1. Appreciate that throwing hard is just one piece of the "being a successful pitcher" puzzle - and that there are different types of velocity (actual, perceived, and effective).

2. Clearly outline his competitive season and stick to that outline.  Don't add showcases, camps, and additional teams.

3. Let him play for two teams: one spring (school) and one summer (AAU, Legion, etc.).

4. Find a skilled pitching instructor to work with him to optimize mechanical efficiency.  Before you start working with this instructor, have him explain his approach to managing your son both during a typical lesson and throughout the competitive season.  Then, go and observe him as he works with other pitchers.  Do they just "show and go," or do they warm-up before even picking up a ball?  Does he ask kids how they feel prior to each session, and does he pace them throughout the session?  Or, does he just grunt and spit dip juice all over the place.

5. Get him involved in a comprehensive strength and conditioning program that incorporates resistance training, medicine ball work, flexibility training, and movement training that all take into account the unique demands of baseball.  The strength and conditioning coach should provide a thorough evaluation that screens for all the mobility deficits and stability issues we commonly see in throwers.

6. Make sure that the pitching coach and strength and conditioning specialist communicate and collaborate.
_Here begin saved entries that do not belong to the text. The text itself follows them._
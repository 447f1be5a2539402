//! In-memory collaborators.
//!
//! Used by the test suite, and by hosts that keep their files in memory.

use std::collections::HashMap;
use std::sync::{Arc, Mutex, PoisonError};

use anyhow::{Result, anyhow};

use super::{Clipboard, FileRef, MarkdownView, Vault, Workspace};

/// Vault holding file contents in memory
#[derive(Debug, Default)]
pub struct MemoryVault {
    files: Vec<FileRef>,
    contents: HashMap<String, String>,
}

impl MemoryVault {
    pub fn new() -> Self {
        Self::default()
    }

    /// Add a readable file
    #[must_use]
    pub fn with_file(mut self, path: &str, content: &str) -> Self {
        self.files.push(FileRef::new(path));
        self.contents.insert(path.to_string(), content.to_string());
        self
    }

    /// Add a file that is listed but fails to read
    #[must_use]
    pub fn with_unreadable_file(mut self, path: &str) -> Self {
        self.files.push(FileRef::new(path));
        self
    }
}

#[async_trait::async_trait]
impl Vault for MemoryVault {
    fn list_files(&self) -> Vec<FileRef> {
        self.files.clone()
    }

    async fn read(&self, file: &FileRef) -> Result<String> {
        self.contents
            .get(&file.path)
            .cloned()
            .ok_or_else(|| anyhow!("cannot read {}", file.path))
    }
}

/// Clipboard that remembers what was written; can be told to fail
#[derive(Debug, Default)]
pub struct MemoryClipboard {
    text: Mutex<Option<String>>,
    writes: Mutex<usize>,
    failing: bool,
}

impl MemoryClipboard {
    pub fn new() -> Self {
        Self::default()
    }

    pub fn failing() -> Self {
        Self {
            failing: true,
            ..Self::default()
        }
    }

    pub fn text(&self) -> Option<String> {
        self.text
            .lock()
            .unwrap_or_else(PoisonError::into_inner)
            .clone()
    }

    pub fn writes(&self) -> usize {
        *self.writes.lock().unwrap_or_else(PoisonError::into_inner)
    }
}

#[async_trait::async_trait]
impl Clipboard for MemoryClipboard {
    async fn write_text(&self, text: &str) -> Result<()> {
        if self.failing {
            return Err(anyhow!("clipboard unavailable"));
        }
        *self.text.lock().unwrap_or_else(PoisonError::into_inner) = Some(text.to_string());
        *self.writes.lock().unwrap_or_else(PoisonError::into_inner) += 1;
        Ok(())
    }
}

/// Workspace with a fixed active file that records opened files
#[derive(Default)]
pub struct RecordingWorkspace {
    active: Option<FileRef>,
    opened: Mutex<Vec<FileRef>>,
    views: Vec<Arc<dyn MarkdownView>>,
}

impl RecordingWorkspace {
    pub fn new(active: Option<FileRef>) -> Self {
        Self {
            active,
            ..Self::default()
        }
    }

    #[must_use]
    pub fn with_view(mut self, view: Arc<dyn MarkdownView>) -> Self {
        self.views.push(view);
        self
    }

    pub fn opened(&self) -> Vec<FileRef> {
        self.opened
            .lock()
            .unwrap_or_else(PoisonError::into_inner)
            .clone()
    }
}

#[async_trait::async_trait]
impl Workspace for RecordingWorkspace {
    fn active_file(&self) -> Option<FileRef> {
        self.active.clone()
    }

    async fn open_file(&self, file: &FileRef) {
        log::info!("Opening {}", file.path);
        self.opened
            .lock()
            .unwrap_or_else(PoisonError::into_inner)
            .push(file.clone());
    }

    fn markdown_views(&self) -> Vec<Arc<dyn MarkdownView>> {
        self.views.clone()
    }
}
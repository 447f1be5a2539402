//! Plugin lifecycle
//!
//! Ties the settings store to the embed pipeline: configuration is loaded
//! once, every rendered fragment is post-processed with the snapshot current
//! at that moment, and a saved configuration re-renders every open view.

use std::sync::Arc;

use anyhow::Result;

use crate::dom::{NodeId, SharedDocument};
use crate::embed::{EmbedProcessor, InteractionControls, PassHandle};
use crate::host::{Clipboard, Highlighter, Vault, Workspace};
use crate::settings::{ConfigPersistence, ConfigStore, PluginConfig, validate};

/// Collaborators provided by the hosting application
#[derive(Clone)]
pub struct Host {
    pub vault: Arc<dyn Vault>,
    pub workspace: Arc<dyn Workspace>,
    pub highlighter: Arc<dyn Highlighter>,
    pub clipboard: Arc<dyn Clipboard>,
}

pub struct CodeEmbedPlugin {
    store: ConfigStore,
    host: Host,
}

impl CodeEmbedPlugin {
    pub fn new(persistence: Arc<dyn ConfigPersistence>, host: Host) -> Self {
        Self {
            store: ConfigStore::new(persistence),
            host,
        }
    }

    /// Load the persisted configuration. Call once before rendering.
    pub async fn on_load(&self) -> Arc<PluginConfig> {
        self.store.load().await
    }

    pub async fn config(&self) -> Arc<PluginConfig> {
        self.store.snapshot().await
    }

    /// Post-process the fragment under `root`
    pub async fn post_process(&self, doc: &SharedDocument, root: NodeId) -> PassHandle {
        let config = self.store.snapshot().await;
        EmbedProcessor::new(
            config,
            self.host.vault.clone(),
            self.host.workspace.clone(),
            self.host.highlighter.clone(),
        )
        .process(doc, root)
        .await
    }

    /// Click handling for blocks converted in `doc`
    pub fn controls(&self, doc: &SharedDocument) -> InteractionControls {
        InteractionControls::new(
            doc.clone(),
            self.host.workspace.clone(),
            self.host.clipboard.clone(),
        )
    }

    /// Persist `config`, make it current and re-render every view.
    ///
    /// The configuration is validated first, so what is stored is what the
    /// next startup will load. Nothing changes when saving fails.
    pub async fn save_config(&self, config: PluginConfig) -> Result<Arc<PluginConfig>> {
        let config = validate(&serde_json::to_value(&config)?);
        self.store.save(&config).await?;
        let config = self.store.replace(config).await;
        self.refresh();
        Ok(config)
    }

    /// Re-read persisted data after an outside change, then re-render.
    ///
    /// A file that cannot be read or parsed, or is gone, is usually caught
    /// mid-write: the current configuration stays and nothing re-renders.
    pub async fn reload(&self) -> Arc<PluginConfig> {
        match self.store.try_load().await {
            Ok(Some(config)) => {
                let config = self.store.replace(config).await;
                log::info!("Reloaded {} language mappings", config.mappings.len());
                self.refresh();
                config
            }
            Ok(None) => {
                log::warn!("Plugin data file is gone, keeping current mappings");
                self.store.snapshot().await
            }
            Err(e) => {
                log::warn!("Failed to reload plugin data, keeping current mappings: {:#}", e);
                self.store.snapshot().await
            }
        }
    }

    /// Ask every markdown view to render again
    pub fn refresh(&self) {
        let views = self.host.workspace.markdown_views();
        log::debug!("Refreshing {} markdown views", views.len());
        for view in views {
            view.rerender();
        }
    }
}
The CP staff is fortunate to have this kind of productive collaboration with Matt Blake all the time:

 

Kidding aside, very rarely will a pitching coach know about strength and conditioning, and very rarely will a strength and conditioning coach know about pitching.  It's unfortunate, but true.

7. Have him play multiple sports.  The younger the pitcher, the more sports he should play.  Specialization shouldn't come until age 17 at the earliest.

8. Make sure he continues to take care of his resistance training and mobility work in-season.

I could go on and on about all the subtle details of what we do with pitchers on a daily basis, but the truth is that I envision this blog as something that will be most popular with the Dads in the crowd who really just want to help their kids realize their potential and remain injury-free.  So, I'm keeping it more general - and referring you to the Baseball Content page for the more "geeky" stuff.

I do have one more closing thought, though.  We deal with a lot of very talented young pitchers who throw the ball very hard.  One anecdotal observation has been that their fathers are the ones who "get it."  These are the guys who are concerned about the important things: staying healthy, enjoying baseball, finding the right college, etc.  They don't boast about how many guys their sons struck out in little league. They are genuinely humble and respect the game - and this carries over to their kids, who work hard and carry themselves the right way.

Conversely, the kids who are always told that they're the best and get raved about by their fathers are the ones who invariably struggle to succeed long-term.  It may be because they're overworked, over-pressured, or just overrated in the first place.  It may be because coaches get frustrated with having to deal with an overbearing father, and the kid gets punished for it.  It may be that the kid doesn't think he needs to work as hard because he's already the best - because Dad told him so. Or, maybe he misses out on crucial development because he spends all his time playing in baseball games when he should be practicing, training, or participating in other sports - or just having fun and being a normal kid. Worst of all, a kid may just flat-out start to dislike the game because all the fun has been taken out of it because of Dad's hype and excessive pressure.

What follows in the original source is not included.